I voted for 14 as well, bringing it's total to three. But I think I know why it's not getting the votes it deserves. Ken has mislabeled it to keep us confused. It appears to me to be a 4 11/16 box, not a 4 square. If it was a 4 square, I couldn't have gotten all the wires in. Besides, I was just gonna put on extension rings till I could close it.


----------



## thekoolcody

Yea, that flip-flop extention isnt safe. your just asking for a death wish


----------



## 220/221

OK, the flip flop one is more than likely not even plugged in so I'm not giving it any credit.

I am proud that I have been able to personally provide a few entries to the poll. I wish I had a camera with me to document some of the classics throughout the decades.

I SWEAR I have seen that overstuffed 5 square box but mine had mostly THW in it and older nuts...and more wires.

I also think that, even though I only had a cell phone pic, my EMT fuses were better than the ones in the poll.










There are so many to choose from. I have it narrowed down to the stacked extensions, the gas pipe and the conductor screw tap.


----------



## user4818

220/221 said:


> I am proud that I have been able to personally provide a few entries to the poll.
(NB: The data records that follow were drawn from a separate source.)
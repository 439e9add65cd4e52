// Run-length codec.
//
// Repeats of three or more bytes become `0xFF value count` run tokens; all
// other bytes pass through unchanged. Because `0xFF` doubles as the run
// marker, every `0xFF` value is written as a run token, even a single one,
// so the decoder never mistakes a literal for a marker.

use log::debug;

use super::token::{MAX_RUN, MIN_RUN, RLE_RUN_MARKER, RleToken, RleTokens};
use super::{Algorithm, Codec, CodecError};

/// The run-length codec. Stateless.
#[derive(Debug, Clone, Copy, Default)]
pub struct RleCodec;

impl Codec for RleCodec {
    fn algorithm(&self) -> Algorithm {
        Algorithm::Rle
    }

    fn encode(&self, input: &[u8]) -> Vec<u8> {
        encode(input)
    }

    fn decode(&self, input: &[u8]) -> Result<Vec<u8>, CodecError> {
        decode(input)
    }
}

/// Encode `input` as a run-length stream.
///
/// Runs are capped at 255 bytes; a longer stretch of one value is split
/// into consecutive runs, with any tail shorter than three bytes emitted as
/// literals.
pub fn encode(input: &[u8]) -> Vec<u8> {
    let mut out = Vec::with_capacity(input.len());
    let Some((&first, rest)) = input.split_first() else {
        return out;
    };

    let mut current = first;
    let mut count = 1usize;

    for &byte in rest {
        if byte == current && count < MAX_RUN {
            count += 1;
            continue;
        }
        flush_run(current, count, &mut out);
        current = byte;
        count = 1;
    }
    flush_run(current, count, &mut out);

    debug!("rle: encoded {} -> {} byte(s)", input.len(), out.len());
    out
}

fn flush_run(value: u8, count: usize, out: &mut Vec<u8>) {
    if count >= MIN_RUN || value == RLE_RUN_MARKER {
        RleToken::Run {
            value,
            count: count as u8,
        }
        .write_to(out);
    } else {
        out.resize(out.len() + count, value);
    }
}

/// Decode a run-length stream.
///
/// Fails with `MalformedStream` if a run marker is missing its value or
/// count byte. A zero-count run is accepted and expands to nothing.
pub fn decode(input: &[u8]) -> Result<Vec<u8>, CodecError> {
    let mut out = Vec::with_capacity(input.len());

    for token in RleTokens::new(input) {
        match token?.1 {
            RleToken::Literal(value) => out.push(value),
            RleToken::Run { value, count } => out.resize(out.len() + count as usize, value),
        }
    }

    debug!("rle: decoded {} -> {} byte(s)", input.len(), out.len());
    Ok(out)
}

// ---------------------------------------------------------------------------
// Tests
// ---------------------------------------------------------------------------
Your own work, right? :whistling2: :jester:


----------



## 480sparky

220/221 said:


> ............I also think that, even though I only had a cell phone pic, my EMT fuses were better than the ones in the poll........


But your EMT fuses aren't all there.......... you're missing one, so the load is single-phasing! :laughing:


----------



## mattsilkwood

had to go with #15 ive seen that more times than i can count. whats the amperage rating of emt?


----------



## brian john

The guys that put in your quasi fuses was a slacker and a hack, he couldn't even beat the ends flat.


----------



## 220/221

> But your EMT fuses aren't all there.......... you're missing one, so the load is single-phasing!


I go to a sh!tty little used car lot to troubleshoot the 240V lot lights. I am testing power in a *single phase* panel and find one of the legs is a high leg @ about 200V.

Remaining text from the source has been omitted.